[CF-metadata] use of _FillValue vs valid_range, and minimum and maximum variable attributes

Contemporary messages sorted: [ by date ] [ by thread ] [ by subject ] [ by author ] [ by messages with attachments ]

From: Seth McGinnis <mcginnis>
Date: Thu, 23 May 2013 07:51:02 -0600

>> Computing the min & max on the fly is cheap, and approximating it is even
>> cheaper, so why introduce the uncertainty?
>
>... but computing min & max on the fly can also be very expensive.
>We have aggregated model output datasets where each variable is more
>than 1TB!

Sure, I can see that that's useful metadata about the dataset, and that
there's value in caching it somewhere.

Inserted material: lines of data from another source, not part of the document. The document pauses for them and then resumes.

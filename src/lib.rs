pub mod api; // HTTP surface
pub mod config;
pub mod core_state; // Process-wide state shared by handlers
pub mod db;
pub mod locale;
pub mod models;
pub mod pipeline;

use std::sync::Arc;
use thiserror::Error;
use tracing_subscriber::EnvFilter;

use crate::config::AppConfig;
use crate::core_state::{CoreError, CoreState};

#[derive(Error, Debug)]
pub enum StartupError {
    #[error("State initialization failed: {0}")]
    Core(#[from] CoreError),
    #[error("Server error: {0}")]
    Server(#[from] api::ServerError),
    #[error("Cannot listen for shutdown signal: {0}")]
    Signal(std::io::Error),
}

/// Install the global `tracing` subscriber. `RUST_LOG` overrides the
/// default filter. A second call is a no-op.
pub fn init_tracing() {
    let _ = tracing_subscriber::fmt()
        .with_env_filter(
            EnvFilter::try_from_default_env()
                .unwrap_or_else(|_| EnvFilter::new(config::default_log_filter())),
        )
        .try_init();
}

/// Start the service and serve until Ctrl-C.
pub async fn run() -> Result<(), StartupError> {
    init_tracing();

    let config = AppConfig::from_env();
    tracing::info!(
        version = config::APP_VERSION,
        locale = config.locale.tag(),
        live_provider = config.has_live_provider(),
        "Symptom intake starting"
    );

    let core = Arc::new(CoreState::new(config)?);
    core.initialize_storage()?;

    let mut server = api::start_server_on(core.clone(), core.config.bind_addr).await?;
    tracing::info!(addr = %server.addr, "Listening");

    tokio::signal::ctrl_c().await.map_err(StartupError::Signal)?;
    server.shutdown();
    server.join().await?;
    Ok(())
}
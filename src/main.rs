#[tokio::main]
async fn main() {
    if let Err(e) = intake_lib::run().await {
        tracing::error!(error = %e, "Symptom intake failed");
        eprintln!("symptom-intake: {e}");
        std::process::exit(1);
    }
}
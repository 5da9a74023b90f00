use crate::db::DatabaseError;
use serde::{Deserialize, Serialize};

/// Macro to generate enum with as_str + std::str::FromStr pattern
macro_rules! str_enum {
    ($name:ident { $($variant:ident => $s:literal),+ $(,)? }) => {
        #[derive(Debug, Clone, Copy, PartialEq, Eq, Serialize, Deserialize)]
        #[serde(rename_all = "lowercase")]
        pub enum $name {
            $($variant),+
        }

        impl $name {
            pub fn as_str(&self) -> &'static str {
                match self {
                    $(Self::$variant => $s),+
                }
            }
        }

        impl std::str::FromStr for $name {
            type Err = DatabaseError;

            fn from_str(s: &str) -> Result<Self, Self::Err> {
                match s {
                    $($s => Ok(Self::$variant)),+,
                    _ => Err(DatabaseError::InvalidEnum {
                        field: stringify!($name).into(),
                        value: s.into(),
                    }),
                }
            }
        }

        impl std::fmt::Display for $name {
            fn fmt(&self, f: &mut std::fmt::Formatter<'_>) -> std::fmt::Result {
                f.write_str(self.as_str())
            }
        }
    };
}

str_enum!(MessageRole {
    System => "system",
    User => "user",
    Assistant => "assistant",
});

str_enum!(EncounterStatus {
    Active => "active",
    Closed => "closed",
});

impl MessageRole {
    /// Roles a client may post directly; assistant turns only come from the stream.
    pub fn is_client_postable(&self) -> bool {
        matches!(self, Self::User | Self::System)
    }
}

I just don't think it belongs with
the metadata inside the netcdf file. What's the use case for storing it
there?

Because the problem remains that, unless you're storing and serving
that dataset as a single 1 TB file that never gets modified or subset,
as soon as anything at all happens to the file, those min and max
values become tainted and unreliable, and ought to be recomputed.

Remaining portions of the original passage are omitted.